What is the significance of obtaining a family history in a patient with suspected optic neuritis?

From the Guidelines

Obtaining a thorough family history in patients with suspected optic neuritis is crucial to identify potential underlying causes and guide appropriate management, as it can reveal genetic predispositions to demyelinating disorders like multiple sclerosis (MS) 1. When evaluating these patients, specifically ask about relatives with MS, neuromyelitis optica, autoimmune disorders (such as lupus or Sjögren's syndrome), and other neurological conditions. This information significantly impacts diagnostic workup decisions, including whether to order an MRI, lumbar puncture, or specific antibody tests like aquaporin-4 or MOG antibodies.
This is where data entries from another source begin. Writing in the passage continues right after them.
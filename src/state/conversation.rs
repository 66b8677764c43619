mod core;
mod history;
mod state;
mod streaming;
mod tools;


pub use state::{
    ChatError, ConversationManager, ConversationStatus, ConversationUpdate, SendOptions,
    TurnOutcome, DEFAULT_MAX_TOOL_ROUNDS,
};
pub use tools::summarize_tool_result;

#[cfg(test)]
use history::*;
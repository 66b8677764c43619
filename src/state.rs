pub mod conversation;

pub use conversation::{
    summarize_tool_result, ChatError, ConversationManager, ConversationStatus, ConversationUpdate,
    SendOptions, TurnOutcome, DEFAULT_MAX_TOOL_ROUNDS,
};
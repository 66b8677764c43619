//! Remote tool server client: transport negotiation, the legacy event-stream
//! session, the JSON-RPC handshake, and the tool source that feeds remote
//! tools into the dispatcher.

pub mod client;
pub mod jsonrpc;
pub mod source;
pub mod sse;
pub mod transport;

pub use client::McpClient;
pub use source::{McpStatus, McpToolSource};
pub use transport::{detect_transport, Confidence, TransportProbe};

use serde::{Deserialize, Serialize};

/// Requested transport; `Auto` runs negotiation on connect.
#[derive(Debug, Clone, Copy, Serialize, Deserialize, PartialEq, Eq, Default)]
#[serde(rename_all = "kebab-case")]
pub enum TransportMode {
    #[default]
    Auto,
    StreamableHttp,
    SseLegacy,
}

impl TransportMode {
    pub fn parse(value: &str) -> Option<Self> {
        match value.trim().to_ascii_lowercase().as_str() {
            "auto" => Some(Self::Auto),
            "streamable-http" | "streamable_http" | "http" => Some(Self::StreamableHttp),
            "sse" | "sse-legacy" | "sse_legacy" | "legacy" => Some(Self::SseLegacy),
            _ => None,
        }
    }

    pub fn fixed(self) -> Option<Transport> {
        match self {
            Self::Auto => None,
            Self::StreamableHttp => Some(Transport::StreamableHttp),
            Self::SseLegacy => Some(Transport::SseLegacy),
        }
    }
}

/// A concrete wire transport.
#[derive(Debug, Clone, Copy, Serialize, Deserialize, PartialEq, Eq)]
#[serde(rename_all = "kebab-case")]
pub enum Transport {
    /// Single POST per request; JSON or one-payload event-stream replies.
    StreamableHttp,
    /// Long-lived GET event stream plus POSTs to an announced endpoint.
    SseLegacy,
}

impl std::fmt::Display for Transport {
    fn fmt(&self, f: &mut std::fmt::Formatter<'_>) -> std::fmt::Result {
        match self {
            Transport::StreamableHttp => f.write_str("streamable-http"),
            Transport::SseLegacy => f.write_str("sse-legacy"),
        }
    }
}
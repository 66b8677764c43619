use super::jsonrpc::{session_id_from, JsonRpcResponse, RequestId, EVENT_STREAM};
use crate::util::resolve_against;
use anyhow::{anyhow, bail, Result};
use bytes::Bytes;
use futures::{Stream, StreamExt};
use reqwest::header::{ACCEPT, CACHE_CONTROL};
use std::collections::HashMap;
use std::sync::{Arc, Mutex};
use std::time::Duration;
use tokio::sync::oneshot;
use tokio::task::JoinHandle;
use tokio::time::Instant;
use tokio_util::sync::CancellationToken;

pub const ENDPOINT_TIMEOUT: Duration = Duration::from_secs(15);
pub const RESPONSE_TIMEOUT: Duration = Duration::from_secs(30);

type PendingMap = Arc<Mutex<HashMap<u64, oneshot::Sender<JsonRpcResponse>>>>;
type EndpointSender = oneshot::Sender<Result<String, String>>;

#[derive(Debug, Clone, PartialEq, Eq)]
pub struct SseEvent {
    pub event: String,
    pub data: String,
}

/// Line decoder for `event:`/`data:` framed streams. Each `data:` line is
/// emitted immediately under the most recent `event:` name (default `message`).
#[derive(Default)]
pub struct EventStreamDecoder {
    buffer: Vec<u8>,
    event: Option<String>,
}

impl EventStreamDecoder {
    pub fn process(&mut self, chunk: &[u8]) -> Vec<SseEvent> {
        self.buffer.extend_from_slice(chunk);
        let mut events = Vec::new();
        let mut start = 0;

        while let Some(offset) = self.buffer[start..].iter().position(|b| *b == b'\n') {
            let end = start + offset;
            let raw = String::from_utf8_lossy(&self.buffer[start..end]).into_owned();
            start = end + 1;
            let line = raw.strip_suffix('\r').unwrap_or(&raw);

            if let Some(name) = line.strip_prefix("event:") {
                self.event = Some(name.trim().to_string());
            } else if let Some(data) = line.strip_prefix("data:") {
                let data = data.strip_prefix(' ').unwrap_or(data);
                events.push(SseEvent {
                    event: self.event.take().unwrap_or_else(|| "message".to_string()),
                    data: data.to_string(),
                });
            } else if line.trim().is_empty() {
                self.event = None;
            }
        }

        if start > 0 {
            self.buffer.drain(..start);
        }
        events
    }
}

/// A live legacy-transport connection: the background reader owning the GET
/// stream, the announced POST endpoint and the requests awaiting replies.
pub struct LegacySession {
    endpoint: String,
    session_id: Option<String>,
    pending: PendingMap,
    response_timeout: Duration,
    cancel: CancellationToken,
    reader: JoinHandle<()>,
}

impl LegacySession {
    /// Open the event stream and wait for its `endpoint` announcement. The
    /// GET and the announcement share one `endpoint_timeout` deadline;
    /// replies are awaited for at most `response_timeout`.
    pub async fn open(
        http: &reqwest::Client,
        server_url: &str,
        endpoint_timeout: Duration,
        response_timeout: Duration,
    ) -> Result<Self> {
        tracing::info!(url = %server_url, "opening legacy event stream");
        let deadline = Instant::now() + endpoint_timeout;
        let request = http
            .get(server_url)
            .header(ACCEPT, EVENT_STREAM)
            .header(CACHE_CONTROL, "no-cache")
            .send();
        let response = tokio::time::timeout_at(deadline, request)
            .await
            .map_err(|_| anyhow!("Timeout connecting to SSE stream at '{server_url}'"))?
            .map_err(|error| anyhow!("SSE connection to '{server_url}' failed: {error}"))?;
        let status = response.status();
        if !status.is_success() {
            bail!("SSE connection failed: {status}");
        }

        let session_id = session_id_from(response.headers());
        match &session_id {
            Some(id) => tracing::debug!(session_id = %id, "captured session id from stream headers"),
            None => tracing::debug!("no session id header on event stream"),
        }

        let pending: PendingMap = Arc::new(Mutex::new(HashMap::new()));
        let cancel = CancellationToken::new();
        let (endpoint_tx, endpoint_rx) = oneshot::channel();
        let reader = tokio::spawn(read_events(
            response.bytes_stream(),
            Arc::clone(&pending),
            endpoint_tx,
            cancel.clone(),
        ));

        let announced = match tokio::time::timeout_at(deadline, endpoint_rx).await {
            Ok(Ok(Ok(endpoint))) => endpoint,
            Ok(Ok(Err(error))) => {
                cancel.cancel();
                bail!("SSE stream failed before endpoint event: {error}");
            }
            Ok(Err(_)) => {
                cancel.cancel();
                bail!("SSE stream ended before endpoint event");
            }
            Err(_) => {
                cancel.cancel();
                reader.abort();
                bail!("Timeout waiting for SSE \"endpoint\" event");
            }
        };

        let endpoint = resolve_against(server_url, &announced)
            .ok_or_else(|| anyhow!("Invalid SSE endpoint '{announced}'"))?;
        tracing::info!(endpoint = %endpoint, "received message endpoint");

        Ok(Self {
            endpoint,
            session_id,
            pending,
            response_timeout,
            cancel,
            reader,
        })
    }

    pub fn endpoint(&self) -> &str {
        &self.endpoint
    }

    pub fn session_id(&self) -> Option<&str> {
        self.session_id.as_deref()
    }

    /// Register interest in the reply to `id` before the request is posted.
    pub fn register(&self, id: u64) -> oneshot::Receiver<JsonRpcResponse> {
        register(&self.pending, id)
    }

    pub fn forget(&self, id: u64) {
        lock(&self.pending).remove(&id);
    }

    pub async fn wait(&self, id: u64, rx: oneshot::Receiver<JsonRpcResponse>) -> Result<JsonRpcResponse> {
        await_response(&self.pending, id, rx, self.response_timeout).await
    }

    /// Stop reading the stream and fail every waiter. Idempotent.
    pub fn close(&self) {
        self.cancel.cancel();
        self.reader.abort();
        lock(&self.pending).clear();
    }
}

impl Drop for LegacySession {
    fn drop(&mut self) {
        self.close();
    }
}

fn lock(
    pending: &PendingMap,
) -> std::sync::MutexGuard<'_, HashMap<u64, oneshot::Sender<JsonRpcResponse>>> {
    pending.lock().unwrap_or_else(|poisoned| poisoned.into_inner())
}

fn register(pending: &PendingMap, id: u64) -> oneshot::Receiver<JsonRpcResponse> {
    let (tx, rx) = oneshot::channel();
    lock(pending).insert(id, tx);
    rx
}

/// Waits for the reply routed to `id`. The pending entry is always gone when this returns.
async fn await_response(
    pending: &PendingMap,
    id: u64,
    rx: oneshot::Receiver<JsonRpcResponse>,
    timeout: Duration,
) -> Result<JsonRpcResponse> {
    let outcome = tokio::time::timeout(timeout, rx).await;
    lock(pending).remove(&id);
    match outcome {
        Ok(Ok(response)) => Ok(response),
        Ok(Err(_)) => bail!("SSE stream closed before response to request {id}"),
        Err(_) => bail!("SSE response timeout for request {id}"),
    }
}

async fn read_events<S>(
    stream: S,
    pending: PendingMap,
    endpoint_tx: EndpointSender,
    cancel: CancellationToken,
) where
    S: Stream<Item = reqwest::Result<Bytes>> + Send + 'static,
{
    let mut stream = Box::pin(stream);
    let mut decoder = EventStreamDecoder::default();
    let mut endpoint_tx = Some(endpoint_tx);

    loop {
        let item = tokio::select! {
            _ = cancel.cancelled() => break,
            item = stream.next() => item,
        };
        match item {
            Some(Ok(chunk)) => {
                for event in decoder.process(&chunk) {
                    dispatch_event(event, &pending, &mut endpoint_tx);
                }
            }
            Some(Err(error)) => {
                tracing::warn!(error = %error, "legacy event stream read failed");
                if let Some(tx) = endpoint_tx.take() {
                    let _ = tx.send(Err(error.to_string()));
                }
                break;
            }
            None => {
                tracing::debug!("legacy event stream ended");
                break;
            }
        }
    }

    lock(&pending).clear();
}

fn dispatch_event(event: SseEvent, pending: &PendingMap, endpoint_tx: &mut Option<EndpointSender>) {
    match event.event.as_str() {
        "endpoint" => {
            if let Some(tx) = endpoint_tx.take() {
                let _ = tx.send(Ok(event.data.trim().to_string()));
            }
        }
        "message" => {
            let message = match serde_json::from_str::<JsonRpcResponse>(&event.data) {
                Ok(message) => message,
                Err(error) => {
                    tracing::debug!(error = %error, data = %event.data, "unparsable event-stream message");
                    return;
                }
            };
            let Some(RequestId::Number(id)) = message.id else {
                return;
            };
            if let Some(tx) = lock(pending).remove(&id) {
                let _ = tx.send(message);
            }
        }
        other => tracing::debug!(event = %other, "ignoring event-stream event"),
    }
}
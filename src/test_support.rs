use tokio::sync::Mutex as AsyncMutex;

/// Process-wide lock for tests that mutate environment variables.
/// Use `.blocking_lock()` in sync tests and `.lock().await` in async tests.
pub static ENV_LOCK: AsyncMutex<()> = AsyncMutex::const_new(());
const SECONDS_PER_DAY: u64 = 86_400;
const SECONDS_PER_HOUR: u64 = 3_600;
const SECONDS_PER_MINUTE: u64 = 60;

/// Joins values with ", ". No "and" before the last item.
pub fn to_english_list<I, T>(values: I) -> String
where
    I: IntoIterator<Item = T>,
    T: ToString,
{
    values
        .into_iter()
        .map(|v| v.to_string())
        .collect::<Vec<_>>()
        .join(", ")
}

fn unit(count: u64, name: &str) -> String {
    if count == 1 {
        format!("{} {}", count, name)
    } else {
        format!("{} {}s", count, name)
    }
}

/// Renders elapsed seconds as e.g. "1 day, 1 hour, 1 minute, 1 second".
///
/// Fractional seconds are floored first. Zero-valued units are left out, and
/// once a remainder reaches zero the finer units are not shown at all. A
/// duration of zero renders as "0 seconds".
pub fn humanize_duration(seconds: f64) -> String {
    let total = if seconds.is_finite() && seconds > 0.0 {
        seconds.floor() as u64
    } else {
        0
    };
    if total == 0 {
        return unit(0, "second");
    }

    let mut parts = Vec::new();
    let days = total / SECONDS_PER_DAY;
    let mut remainder = total % SECONDS_PER_DAY;
    if days > 0 {
        parts.push(unit(days, "day"));
    }

    if remainder > 0 {
        let hours = remainder / SECONDS_PER_HOUR;
        remainder %= SECONDS_PER_HOUR;
        if hours > 0 {
            parts.push(unit(hours, "hour"));
        }

        if remainder > 0 {
            let minutes = remainder / SECONDS_PER_MINUTE;
            let secs = remainder % SECONDS_PER_MINUTE;
            if minutes > 0 {
                parts.push(unit(minutes, "minute"));
            }
            if secs > 0 {
                parts.push(unit(secs, "second"));
            }
        }
    }

    to_english_list(parts)
}

/// Converts a 24-hour clock hour (and minutes) to "H:MM AM/PM".
pub fn twelve_hour(hour: u32, minutes: u32) -> String {
    let (display_hour, suffix) = match hour {
        0 => (12, "AM"),
        1..=11 => (hour, "AM"),
        12 => (12, "PM"),
        _ => (hour - 12, "PM"),
    };
    format!("{}:{:02} {}", display_hour, minutes, suffix)
}
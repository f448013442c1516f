use bikeshare::{BikeshareError, Config, OutputMode, Prompter, init_logging, run};
use clap::Parser;
use crossterm::style::{Color, Stylize};
use std::io::{self, IsTerminal};
use std::path::PathBuf;
use std::process::ExitCode;

#[derive(Parser, Debug)]
#[command(author, version, about = "Explore US bikeshare trip data interactively.", long_about = None)]
struct Args {
    /// Directory holding chicago.csv, new_york_city.csv and washington.csv
    #[arg(short = 'd', long = "data-dir", env = "BIKESHARE_DATA_DIR", default_value = "bikeshare_data")]
    data_dir: PathBuf,
    /// Skip the "Press Enter to continue" pause after each report
    #[arg(long = "no-pause")]
    no_pause: bool,
    /// Print report summaries and raw rows as JSON
    #[arg(long = "json")]
    json: bool,
}

fn highlight(text: &str, color: Color, tty: bool) -> String {
    if tty {
        text.with(color).bold().to_string()
    } else {
        text.to_string()
    }
}

fn goodbye(reason: &str) {
    let tty = io::stdout().is_terminal();
    println!("\n{}\n", highlight(&format!("{} Goodbye.", reason), Color::Cyan, tty));
}

fn main() -> ExitCode {
    let args = Args::parse();
    init_logging();

    if let Err(e) = ctrlc::set_handler(|| {
        goodbye("Keyboard interrupt detected.");
        std::process::exit(0);
    }) {
        tracing::warn!(error = %e, "could not install interrupt handler");
    }

    let config = Config {
        pause_between_reports: !args.no_pause,
        output: if args.json {
            OutputMode::Json
        } else {
            OutputMode::Text
        },
        ..Config::default().with_data_dir(args.data_dir)
    };

    // stdout stays unlocked so the interrupt handler can still print.
    let mut prompter = Prompter::new(io::stdin().lock(), io::stdout());
    match run(&config, &mut prompter) {
        Ok(()) => ExitCode::SUCCESS,
        Err(BikeshareError::Interrupted) => {
            goodbye("End of input detected.");
            ExitCode::SUCCESS
        }
        Err(err) => {
            let tty = io::stderr().is_terminal();
            let message = format!("Error: {}. Exiting program.", err);
            eprintln!("\n{}\n", highlight(&message, Color::Red, tty));
            ExitCode::FAILURE
        }
    }
}
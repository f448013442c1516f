use crate::filters::{City, MonthName};
use std::path::{Path, PathBuf};

#[derive(Debug, Clone, Copy, PartialEq, Eq, Default)]
pub enum OutputMode {
    #[default]
    Text,
    Json,
}

/// Immutable settings for one run of the explorer.
#[derive(Debug, Clone)]
pub struct Config {
    pub data_dir: PathBuf,
    /// Year the datasets cover; shown in the greeting and filter summary.
    pub year: i32,
    /// Months a user may filter by.
    pub filter_months: Vec<MonthName>,
    pub page_size: usize,
    pub separator_width: usize,
    pub pause_between_reports: bool,
    pub output: OutputMode,
}

impl Default for Config {
    fn default() -> Self {
        Config {
            data_dir: PathBuf::from("bikeshare_data"),
            year: 2017,
            filter_months: MonthName::ALL[..6].to_vec(),
            page_size: 5,
            separator_width: 40,
            pause_between_reports: true,
            output: OutputMode::Text,
        }
    }
}

impl Config {
    pub fn with_data_dir(mut self, data_dir: impl AsRef<Path>) -> Self {
        self.data_dir = data_dir.as_ref().to_path_buf();
        self
    }

    pub fn source_path(&self, city: City) -> PathBuf {
        self.data_dir.join(city.file_name())
    }

    pub fn separator(&self) -> String {
        "-".repeat(self.separator_width)
    }
}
For example, a positive family history of MS increases the pre-test probability that the patient's optic neuritis represents the first manifestation of MS, potentially warranting earlier and more aggressive treatment with corticosteroids (typically IV methylprednisolone 1g daily for 3-5 days) and closer neurological follow-up, as suggested by the comprehensive adult medical eye evaluation preferred practice pattern 1. Some key points to consider when taking a family history include:

• Demographic data (e.g., name, date of birth, gender, and ethnicity or race)
• Family history: pertinent familial ocular (e.g., glaucoma, AMD) and systemic disease
• Social history (e.g., occupation; tobacco, alcohol, illicit drug use; family and living situation, as appropriate) Understanding these genetic connections helps clinicians develop more accurate risk assessments and personalized treatment plans for patients with optic neuritis, ultimately improving morbidity, mortality, and quality of life outcomes 1.

From the Research

Importance of Familiar History in Optic Neuritis

Asking for familiar history in a patient with suspected optic neuritis is crucial for several reasons:

• It helps to identify potential underlying conditions, such as multiple sclerosis, that may be associated with optic neuritis 2, 3, 4.
• Familiar history can provide clues about the patient's risk of developing multiple sclerosis, which can inform treatment decisions 3, 4.
• Atypical forms of optic neuritis, such as those associated with antibodies to myelin oligodendrocyte glycoprotein, AQP4, and CRMP5, may have a poorer prognosis and require different treatment approaches 2, 5.
• A patient's familiar history can also help to identify other autoimmune disorders that may be associated with optic neuritis, such as neuromyelitis optica spectrum disorder 2, 5.

Diagnostic Considerations

When taking a familiar history, the following points should be considered:

• A family history of multiple sclerosis or other autoimmune disorders may increase the patient's risk of developing these conditions 3, 4.
• A history of previous optic neuritis episodes or other neurological symptoms may suggest an underlying condition such as multiple sclerosis or neuromyelitis optica spectrum disorder 2, 3.
• The presence of other autoimmune disorders, such as connective tissue disorders or infectious diseases, may also be relevant to the diagnosis and treatment of optic neuritis 3, 5.

Treatment Implications

The familiar history can also inform treatment decisions, including:

• The use of high-dose corticosteroids or plasmapheresis in patients with severe optic neuritis 6, 5.
• The consideration of immune prophylaxis with beta-interferon or glatiramer acetate in patients at high risk of developing multiple sclerosis 4.
• The potential need for long-term immunosuppressive therapy in patients with atypical forms of optic neuritis, such as those associated with antibodies to myelin oligodendrocyte glycoprotein or AQP4 2, 5.